In all of the hoopla and merriment associated with the new Saleforce.com-Oracle bromance, it would have been easy to miss the other news from the Salesforce.com – the expanding Marketing Cloud. Salesforce.com is best known for it’s Sales Cloud CRM software but much of its recent R&D and M&A activity has been directed toward building up the marketing portfolio. Starting with the purchase of Radian6 and BuddyMedia and most recently ExactTarget and EdgeSpring, the Marketing Cloud has gone from a limited social platform to a full fledged digital marketing suite. Marketing Cloud has, essentially, gone from zero to warp 9 in an amazingly short amount of time.

The recent growth in the Saleforce.com digital marketing portfolio can easily be viewed as a reaction to competitive forces. With Oracle, Adobe, IBM, and SAP investing heavily in digital marketing, on both the marketing automation and analytics side, it can be construed as a move to keep them from falling behind their giant competitors.

Looking a bit deeper, it appears to be more than just a set of reflexive moves. Salesforce.com has, like it’s rivals, recognized that sales goes hand-in-hand with marketing. One cannot thrive without the other. Marketing has also changed dramatically. In the Mad Men past, marketing activities were designed around print and broadcast media campaigns. Campaigns were episodic, with defined start and finish dates, and simple metrics such as ad views. The connection between marketing and actual sales was indirect.

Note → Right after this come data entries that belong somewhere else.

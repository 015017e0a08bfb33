//! Interprets native filter documents against in-memory documents, standing
//! in for the real store when the persistor runs in fake mode.
//!
//! Accepted shapes:
//! - `{}` matches everything;
//! - `{"$and": [filter, ...]}`;
//! - `{"path": {"$eq" | "$gt" | "$lt": value, "$in": [values]}}`;
//! - `{"path": value}` as shorthand for `$eq`.
//!
//! Keys of one object are AND-ed together.

use crate::{Document, compare_values, resolve_dotted, values_equal};
use serde_json::{Map, Value};
use std::cmp::Ordering;
use thiserror::Error;

#[derive(Debug, Clone, PartialEq, Eq, Error)]
pub enum FilterError {
    #[error("filter must be a JSON object, found {0}")]
    NotAnObject(&'static str),
    #[error("unsupported filter operator `{0}`")]
    UnknownOperator(String),
    #[error("`{operator}` expects {expected}")]
    InvalidOperand {
        operator: String,
        expected: &'static str,
    },
}

pub fn filter_matches(filter: &Value, document: &Document) -> Result<bool, FilterError> {
    let Value::Object(clauses) = filter else {
        return Err(FilterError::NotAnObject(type_name(filter)));
    };
    clauses_match(clauses, document)
}

/// Rejects filters this matcher cannot interpret, without a document.
pub fn validate_filter(filter: &Value) -> Result<(), FilterError> {
    filter_matches(filter, &Document::new()).map(|_| ())
}

// No short-circuit: a malformed clause must fail even after an earlier miss.
fn clauses_match(clauses: &Map<String, Value>, document: &Document) -> Result<bool, FilterError> {
    let mut all = true;
    for (key, condition) in clauses {
        let matched = if key == "$and" {
            let Value::Array(filters) = condition else {
                return Err(FilterError::InvalidOperand {
                    operator: key.clone(),
                    expected: "an array of filters",
                });
            };
            let mut every = true;
            for filter in filters {
                every &= filter_matches(filter, document)?;
            }
            every
        } else if key.starts_with('$') {
            return Err(FilterError::UnknownOperator(key.clone()));
        } else {
            field_matches(resolve_dotted(document, key), condition)?
        };
        all &= matched;
    }
    Ok(all)
}

fn field_matches(value: Option<&Value>, condition: &Value) -> Result<bool, FilterError> {
    match condition {
        Value::Object(operators) if is_operator_object(operators) => {
            let mut all = true;
            for (operator, operand) in operators {
                all &= operator_matches(value, operator, operand)?;
            }
            Ok(all)
        }
        expected => Ok(value.is_some_and(|value| values_equal(value, expected))),
    }
}

fn operator_matches(
    value: Option<&Value>,
    operator: &str,
    operand: &Value,
) -> Result<bool, FilterError> {
    let ordering = |expected: &Value| value.and_then(|value| compare_values(value, expected));
    match operator {
        "$eq" => Ok(value.is_some_and(|value| values_equal(value, operand))),
        "$gt" => Ok(ordering(operand) == Some(Ordering::Greater)),
        "$lt" => Ok(ordering(operand) == Some(Ordering::Less)),
        "$in" => {
            let Value::Array(candidates) = operand else {
                return Err(FilterError::InvalidOperand {
                    operator: operator.to_string(),
                    expected: "an array",
                });
            };
            Ok(value.is_some_and(|value| {
                candidates
                    .iter()
                    .any(|candidate| values_equal(value, candidate))
            }))
        }
        other => Err(FilterError::UnknownOperator(other.to_string())),
    }
}

fn is_operator_object(map: &Map<String, Value>) -> bool {
    !map.is_empty() && map.keys().all(|key| key.starts_with('$'))
}

fn type_name(value: &Value) -> &'static str {
    match value {
        Value::Null => "null",
        Value::Bool(_) => "a boolean",
        Value::Number(_) => "a number",
        Value::String(_) => "a string",
        Value::Array(_) => "an array",
        Value::Object(_) => "an object",
    }
}
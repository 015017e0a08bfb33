use std::fmt;
use thiserror::Error;

/// Raised by the tokenizer: unterminated quotes and unbalanced braces.
#[derive(Debug, Clone, PartialEq, Eq, Error)]
#[error("{message} (at byte {position})")]
pub struct LexError {
    pub message: String,
    pub position: usize,
}

impl LexError {
    pub(crate) fn new(message: impl Into<String>, position: usize) -> Self {
        Self {
            message: message.into(),
            position,
        }
    }
}

/// Raised by the parser when the token stream violates the grammar.
///
/// `position` is the byte offset of the offending token, or the input length
/// when the query ends mid-predicate.
#[derive(Debug, Clone, PartialEq, Eq, Error)]
#[error("{message} (at byte {position})")]
pub struct ParseError {
    pub message: String,
    pub position: usize,
}

impl ParseError {
    pub(crate) fn new(message: impl Into<String>, position: usize) -> Self {
        Self {
            message: message.into(),
            position,
        }
    }
}

/// Raised when a predicate cannot be expressed as a backend filter.
#[derive(Debug, Clone, PartialEq, Eq, Error)]
#[error("cannot translate predicate on `{path}`: {message}")]
pub struct TranslationError {
    pub path: String,
    pub message: String,
}

impl TranslationError {
    pub fn new(path: impl Into<String>, message: impl Into<String>) -> Self {
        Self {
            path: path.into(),
            message: message.into(),
        }
    }
}

/// Every failure a query can produce on its way from text to filter.
#[derive(Debug, Clone, PartialEq, Eq, Error)]
pub enum QueryError {
    #[error("lex error: {0}")]
    Lex(#[from] LexError),
    #[error("parse error: {0}")]
    Parse(#[from] ParseError),
    #[error("translation error: {0}")]
    Translation(#[from] TranslationError),
}

impl QueryError {
    pub fn kind(&self) -> ErrorKind {
        match self {
            QueryError::Lex(_) => ErrorKind::Lex,
            QueryError::Parse(_) => ErrorKind::Parse,
            QueryError::Translation(_) => ErrorKind::Translation,
        }
    }

    /// Byte offset into the query string, when the failure has one.
    pub fn position(&self) -> Option<usize> {
        match self {
            QueryError::Lex(err) => Some(err.position),
            QueryError::Parse(err) => Some(err.position),
            QueryError::Translation(_) => None,
        }
    }
}

#[derive(Debug, Clone, Copy, PartialEq, Eq, Hash)]
pub enum ErrorKind {
    Lex,
    Parse,
    Translation,
}

impl ErrorKind {
    pub fn as_str(self) -> &'static str {
        match self {
            ErrorKind::Lex => "lex",
            ErrorKind::Parse => "parse",
            ErrorKind::Translation => "translation",
        }
    }
}

impl fmt::Display for ErrorKind {
    fn fmt(&self, f: &mut fmt::Formatter<'_>) -> fmt::Result {
        f.write_str(self.as_str())
    }
}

Today, marketing is a continuous activity, centered more on social and digital media. Social media allows for instant analysis of market conditions, immediate tweaks to message, and constant opportunities for customer engagement. Marketing activity happens across a broad range of digital and social media properties, with customers shifting their digital presence depending on circumstances and desires. In the past, interactions were one-way with a customer seeing an ad and hopefully responding with a purchase. Interactions today are two-way conversations across multiple media which present many opportunities to influence a customer to purchase a product. More important, the sharing capabilities of social media mean that customers themselves help to market to other customer. It’s also easier, given modern digital tools, to draw connections directly between marketing activities and sales leads, especially when those leads flow through a website or are fulfilled at an eCommerce site.

Salesforce.com’s recent acquisitions do more than fill in holes in their product portfolio. They position the company to help move their Sales Cloud customer into the new world of marketing. Another way to look at it is that Salesforce.com makes it easier for customers to upgrade their marketing to the modern era.

Competitors such as IBM, Oracle, SAP, and Adobe have been hard at work making the same capabilities available to their customers. Salesforce.com Sales Cloud customers, however, are often fanatical about the company . A comprehensive array of tools from their favorite CRM vendor makes it easy for their sales customers to advocate Marketing Cloud to their marketing counterparts. More important is the impression – true or not – that there will be a better integration between marketing and sales when the tools come from one company, especially a cloud vendor. Integrating CRM and digital marketing is a critical component of turning marketing leads into sales, especially in B2B companies.

Overall, these moves make sense for Salesforce.com customers – once they are fully integrated. At that point, customers will have a highly responsive, continuous marketing and sales solution that will remove much of the aggravation from making all the parts of continuous, digital customer engagement work together. Making these parts work together is the key to driving sales and revenue from digital engagement.